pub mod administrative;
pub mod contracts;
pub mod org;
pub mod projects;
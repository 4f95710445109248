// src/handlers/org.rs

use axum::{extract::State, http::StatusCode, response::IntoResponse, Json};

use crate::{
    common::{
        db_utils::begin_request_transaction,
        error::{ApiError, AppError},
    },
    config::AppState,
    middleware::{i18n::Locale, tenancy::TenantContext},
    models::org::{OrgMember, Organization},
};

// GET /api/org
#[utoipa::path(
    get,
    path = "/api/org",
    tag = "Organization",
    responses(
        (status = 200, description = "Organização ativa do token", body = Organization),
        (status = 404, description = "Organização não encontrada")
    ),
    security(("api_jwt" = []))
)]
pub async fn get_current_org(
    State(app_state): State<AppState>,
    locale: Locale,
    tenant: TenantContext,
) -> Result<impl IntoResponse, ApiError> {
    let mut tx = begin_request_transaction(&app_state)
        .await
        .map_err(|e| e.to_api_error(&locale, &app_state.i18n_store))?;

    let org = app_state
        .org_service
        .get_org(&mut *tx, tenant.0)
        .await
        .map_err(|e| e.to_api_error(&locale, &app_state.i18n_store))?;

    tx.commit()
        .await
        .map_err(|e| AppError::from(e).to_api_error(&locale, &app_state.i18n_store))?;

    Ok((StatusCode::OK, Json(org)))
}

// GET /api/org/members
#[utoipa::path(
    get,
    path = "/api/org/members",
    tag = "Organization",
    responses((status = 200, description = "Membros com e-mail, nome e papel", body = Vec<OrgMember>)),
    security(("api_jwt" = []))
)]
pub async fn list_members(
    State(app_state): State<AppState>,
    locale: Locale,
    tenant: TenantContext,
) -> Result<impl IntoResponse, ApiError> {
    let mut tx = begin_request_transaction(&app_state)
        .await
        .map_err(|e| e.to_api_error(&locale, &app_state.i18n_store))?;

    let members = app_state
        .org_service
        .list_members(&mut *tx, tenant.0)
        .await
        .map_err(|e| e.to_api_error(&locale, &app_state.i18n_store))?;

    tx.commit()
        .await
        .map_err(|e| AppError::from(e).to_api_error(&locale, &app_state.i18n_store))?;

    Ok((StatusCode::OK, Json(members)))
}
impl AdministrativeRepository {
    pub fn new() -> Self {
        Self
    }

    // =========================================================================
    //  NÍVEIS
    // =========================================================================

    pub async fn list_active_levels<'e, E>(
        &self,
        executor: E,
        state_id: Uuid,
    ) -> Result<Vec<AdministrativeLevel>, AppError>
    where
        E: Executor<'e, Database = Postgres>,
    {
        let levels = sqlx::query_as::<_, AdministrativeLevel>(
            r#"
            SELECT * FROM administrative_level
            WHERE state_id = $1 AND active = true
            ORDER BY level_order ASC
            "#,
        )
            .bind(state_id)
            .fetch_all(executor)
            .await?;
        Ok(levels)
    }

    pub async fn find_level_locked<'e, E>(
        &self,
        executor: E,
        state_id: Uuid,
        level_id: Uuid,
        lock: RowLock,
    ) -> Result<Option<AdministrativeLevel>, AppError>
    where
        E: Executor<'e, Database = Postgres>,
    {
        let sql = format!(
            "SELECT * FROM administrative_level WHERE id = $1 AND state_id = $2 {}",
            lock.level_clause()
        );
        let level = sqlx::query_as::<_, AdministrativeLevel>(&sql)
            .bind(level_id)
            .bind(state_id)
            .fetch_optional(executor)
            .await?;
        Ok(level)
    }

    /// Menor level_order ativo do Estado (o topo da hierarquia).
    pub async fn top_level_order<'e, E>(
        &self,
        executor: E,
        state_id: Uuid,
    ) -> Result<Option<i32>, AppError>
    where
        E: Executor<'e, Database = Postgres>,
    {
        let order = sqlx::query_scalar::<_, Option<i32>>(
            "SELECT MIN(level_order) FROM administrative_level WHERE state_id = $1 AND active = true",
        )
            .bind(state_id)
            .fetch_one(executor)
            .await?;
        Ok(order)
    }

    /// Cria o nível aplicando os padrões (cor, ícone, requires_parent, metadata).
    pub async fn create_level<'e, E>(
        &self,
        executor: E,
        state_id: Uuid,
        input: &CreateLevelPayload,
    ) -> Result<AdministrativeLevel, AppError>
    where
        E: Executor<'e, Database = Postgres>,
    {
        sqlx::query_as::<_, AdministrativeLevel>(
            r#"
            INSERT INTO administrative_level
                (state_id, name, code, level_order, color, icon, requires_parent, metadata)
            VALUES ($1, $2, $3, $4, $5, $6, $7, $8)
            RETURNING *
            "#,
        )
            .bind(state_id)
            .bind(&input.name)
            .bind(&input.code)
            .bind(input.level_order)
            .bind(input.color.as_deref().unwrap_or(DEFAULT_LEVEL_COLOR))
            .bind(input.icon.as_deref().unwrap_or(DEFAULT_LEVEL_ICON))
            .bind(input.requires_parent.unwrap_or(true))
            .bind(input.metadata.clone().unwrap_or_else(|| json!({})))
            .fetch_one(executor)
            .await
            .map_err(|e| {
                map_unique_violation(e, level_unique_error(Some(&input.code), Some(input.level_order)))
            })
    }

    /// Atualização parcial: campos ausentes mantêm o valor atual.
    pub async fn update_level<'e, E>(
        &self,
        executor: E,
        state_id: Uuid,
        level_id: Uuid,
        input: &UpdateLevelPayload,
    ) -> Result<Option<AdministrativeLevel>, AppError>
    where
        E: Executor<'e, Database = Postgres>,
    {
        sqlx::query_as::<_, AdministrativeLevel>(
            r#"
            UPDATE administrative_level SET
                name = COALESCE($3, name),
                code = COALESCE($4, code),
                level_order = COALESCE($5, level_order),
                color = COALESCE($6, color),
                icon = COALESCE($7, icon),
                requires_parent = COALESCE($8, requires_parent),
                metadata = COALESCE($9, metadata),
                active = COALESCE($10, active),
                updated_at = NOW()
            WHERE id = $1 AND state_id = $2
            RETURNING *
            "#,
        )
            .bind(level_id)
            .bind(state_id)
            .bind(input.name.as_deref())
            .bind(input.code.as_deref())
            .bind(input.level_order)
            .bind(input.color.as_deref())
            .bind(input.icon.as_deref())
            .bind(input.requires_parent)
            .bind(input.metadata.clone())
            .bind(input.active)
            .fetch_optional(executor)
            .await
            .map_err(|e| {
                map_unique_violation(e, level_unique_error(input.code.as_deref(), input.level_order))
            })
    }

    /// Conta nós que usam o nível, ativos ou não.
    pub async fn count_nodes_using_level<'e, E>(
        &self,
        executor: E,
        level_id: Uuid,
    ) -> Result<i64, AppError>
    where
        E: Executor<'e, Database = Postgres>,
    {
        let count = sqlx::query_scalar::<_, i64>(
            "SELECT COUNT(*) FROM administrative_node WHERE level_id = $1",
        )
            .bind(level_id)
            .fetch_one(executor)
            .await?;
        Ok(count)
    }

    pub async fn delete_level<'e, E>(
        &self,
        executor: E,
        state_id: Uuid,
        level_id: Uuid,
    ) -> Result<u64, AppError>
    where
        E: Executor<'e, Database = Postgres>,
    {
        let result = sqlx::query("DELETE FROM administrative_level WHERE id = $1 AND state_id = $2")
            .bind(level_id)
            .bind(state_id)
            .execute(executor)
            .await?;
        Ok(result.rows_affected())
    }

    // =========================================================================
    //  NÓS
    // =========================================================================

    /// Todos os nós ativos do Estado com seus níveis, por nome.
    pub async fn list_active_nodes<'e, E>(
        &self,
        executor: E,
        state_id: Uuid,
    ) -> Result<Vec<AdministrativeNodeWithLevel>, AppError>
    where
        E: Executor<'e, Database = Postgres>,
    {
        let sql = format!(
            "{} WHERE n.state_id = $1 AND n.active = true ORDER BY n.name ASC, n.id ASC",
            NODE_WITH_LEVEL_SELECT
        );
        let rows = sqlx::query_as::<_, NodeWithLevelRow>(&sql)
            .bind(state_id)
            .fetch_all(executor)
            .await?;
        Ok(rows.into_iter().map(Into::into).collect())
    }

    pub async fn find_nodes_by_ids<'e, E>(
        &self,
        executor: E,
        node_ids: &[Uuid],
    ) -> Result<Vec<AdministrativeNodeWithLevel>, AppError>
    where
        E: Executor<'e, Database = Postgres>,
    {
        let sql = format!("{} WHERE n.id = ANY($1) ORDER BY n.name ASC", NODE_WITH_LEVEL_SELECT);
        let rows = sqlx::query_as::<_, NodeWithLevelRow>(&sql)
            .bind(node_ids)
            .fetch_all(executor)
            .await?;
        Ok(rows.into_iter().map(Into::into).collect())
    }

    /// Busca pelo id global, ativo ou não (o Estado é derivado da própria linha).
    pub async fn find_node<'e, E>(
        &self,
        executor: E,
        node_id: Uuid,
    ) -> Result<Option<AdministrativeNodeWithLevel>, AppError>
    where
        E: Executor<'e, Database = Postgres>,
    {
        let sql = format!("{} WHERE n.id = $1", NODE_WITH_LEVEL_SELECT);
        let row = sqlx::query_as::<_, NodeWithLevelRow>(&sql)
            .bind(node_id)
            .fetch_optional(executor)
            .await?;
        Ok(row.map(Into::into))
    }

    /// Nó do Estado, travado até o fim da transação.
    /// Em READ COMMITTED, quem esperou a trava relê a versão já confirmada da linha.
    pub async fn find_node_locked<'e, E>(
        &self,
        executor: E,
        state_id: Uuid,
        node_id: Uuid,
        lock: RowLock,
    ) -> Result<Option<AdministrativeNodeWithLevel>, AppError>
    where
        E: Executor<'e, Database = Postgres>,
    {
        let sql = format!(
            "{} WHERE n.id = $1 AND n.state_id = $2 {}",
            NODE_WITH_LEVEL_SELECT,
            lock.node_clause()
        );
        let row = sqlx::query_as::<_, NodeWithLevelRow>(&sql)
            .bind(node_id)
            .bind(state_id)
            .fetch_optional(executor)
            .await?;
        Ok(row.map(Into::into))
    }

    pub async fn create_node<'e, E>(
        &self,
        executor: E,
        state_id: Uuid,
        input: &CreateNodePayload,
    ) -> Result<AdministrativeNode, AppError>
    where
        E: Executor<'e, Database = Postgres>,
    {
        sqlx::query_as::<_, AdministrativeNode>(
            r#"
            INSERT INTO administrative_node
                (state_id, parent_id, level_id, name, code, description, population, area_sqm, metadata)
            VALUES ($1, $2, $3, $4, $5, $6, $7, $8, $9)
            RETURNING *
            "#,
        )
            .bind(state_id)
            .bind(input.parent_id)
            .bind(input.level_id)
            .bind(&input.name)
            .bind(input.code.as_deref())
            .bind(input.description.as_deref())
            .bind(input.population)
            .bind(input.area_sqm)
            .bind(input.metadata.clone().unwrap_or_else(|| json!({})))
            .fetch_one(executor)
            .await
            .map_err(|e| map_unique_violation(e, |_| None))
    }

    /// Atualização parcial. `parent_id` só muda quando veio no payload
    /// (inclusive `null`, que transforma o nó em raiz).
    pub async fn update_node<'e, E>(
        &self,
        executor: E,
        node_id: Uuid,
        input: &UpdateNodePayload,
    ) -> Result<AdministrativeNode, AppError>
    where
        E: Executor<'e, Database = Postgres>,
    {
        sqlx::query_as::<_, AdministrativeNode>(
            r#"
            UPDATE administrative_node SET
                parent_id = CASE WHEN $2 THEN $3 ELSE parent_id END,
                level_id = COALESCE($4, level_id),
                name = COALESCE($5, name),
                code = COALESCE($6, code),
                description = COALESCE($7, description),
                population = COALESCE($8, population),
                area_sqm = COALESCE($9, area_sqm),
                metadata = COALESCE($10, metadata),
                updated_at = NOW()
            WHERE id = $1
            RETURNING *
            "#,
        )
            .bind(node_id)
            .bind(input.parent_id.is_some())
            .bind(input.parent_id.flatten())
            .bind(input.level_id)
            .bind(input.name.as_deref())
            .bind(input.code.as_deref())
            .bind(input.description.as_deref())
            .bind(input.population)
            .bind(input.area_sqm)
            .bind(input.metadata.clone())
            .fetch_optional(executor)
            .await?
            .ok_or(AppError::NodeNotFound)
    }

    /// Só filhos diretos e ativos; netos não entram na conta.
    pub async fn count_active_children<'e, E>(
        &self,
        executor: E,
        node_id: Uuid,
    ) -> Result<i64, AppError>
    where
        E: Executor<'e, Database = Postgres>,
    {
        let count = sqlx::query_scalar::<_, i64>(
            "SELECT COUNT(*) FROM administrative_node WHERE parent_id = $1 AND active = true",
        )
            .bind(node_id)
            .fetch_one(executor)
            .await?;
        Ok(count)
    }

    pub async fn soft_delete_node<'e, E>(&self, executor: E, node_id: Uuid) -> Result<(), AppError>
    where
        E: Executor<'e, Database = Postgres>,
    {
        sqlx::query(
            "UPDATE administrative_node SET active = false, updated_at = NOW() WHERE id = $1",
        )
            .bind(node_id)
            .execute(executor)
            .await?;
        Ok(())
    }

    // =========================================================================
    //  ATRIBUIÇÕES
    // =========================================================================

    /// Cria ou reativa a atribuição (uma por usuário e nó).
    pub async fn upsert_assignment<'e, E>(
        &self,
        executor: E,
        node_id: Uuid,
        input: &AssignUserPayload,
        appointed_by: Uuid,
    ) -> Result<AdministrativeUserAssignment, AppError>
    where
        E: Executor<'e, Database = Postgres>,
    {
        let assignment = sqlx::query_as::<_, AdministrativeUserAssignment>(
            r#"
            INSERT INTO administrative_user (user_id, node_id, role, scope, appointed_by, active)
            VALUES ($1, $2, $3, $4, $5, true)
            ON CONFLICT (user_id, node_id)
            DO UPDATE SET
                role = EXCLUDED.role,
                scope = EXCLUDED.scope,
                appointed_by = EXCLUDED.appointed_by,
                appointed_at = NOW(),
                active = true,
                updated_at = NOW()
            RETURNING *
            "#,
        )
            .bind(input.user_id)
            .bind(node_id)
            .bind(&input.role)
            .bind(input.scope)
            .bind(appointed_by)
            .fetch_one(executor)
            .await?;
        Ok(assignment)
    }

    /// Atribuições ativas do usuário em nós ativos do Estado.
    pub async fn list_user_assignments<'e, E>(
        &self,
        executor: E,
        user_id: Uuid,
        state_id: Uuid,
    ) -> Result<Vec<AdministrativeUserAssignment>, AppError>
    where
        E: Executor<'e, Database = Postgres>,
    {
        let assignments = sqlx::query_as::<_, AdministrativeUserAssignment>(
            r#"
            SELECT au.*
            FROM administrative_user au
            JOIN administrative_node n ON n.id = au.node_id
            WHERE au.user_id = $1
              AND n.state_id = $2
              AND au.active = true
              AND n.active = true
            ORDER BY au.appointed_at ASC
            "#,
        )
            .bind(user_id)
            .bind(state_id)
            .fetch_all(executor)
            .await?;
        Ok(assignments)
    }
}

=======

* [EXERCISE OBJECTIVE] Return each line above where the word "icon" shows up.

* [ANSWER SECTION]
                (state_id, name, code, level_order, color, icon, requires_parent, metadata)
            .bind(input.icon.as_deref().unwrap_or(DEFAULT_LEVEL_ICON))
                icon = COALESCE($7, icon),
            .bind(input.icon.as_deref())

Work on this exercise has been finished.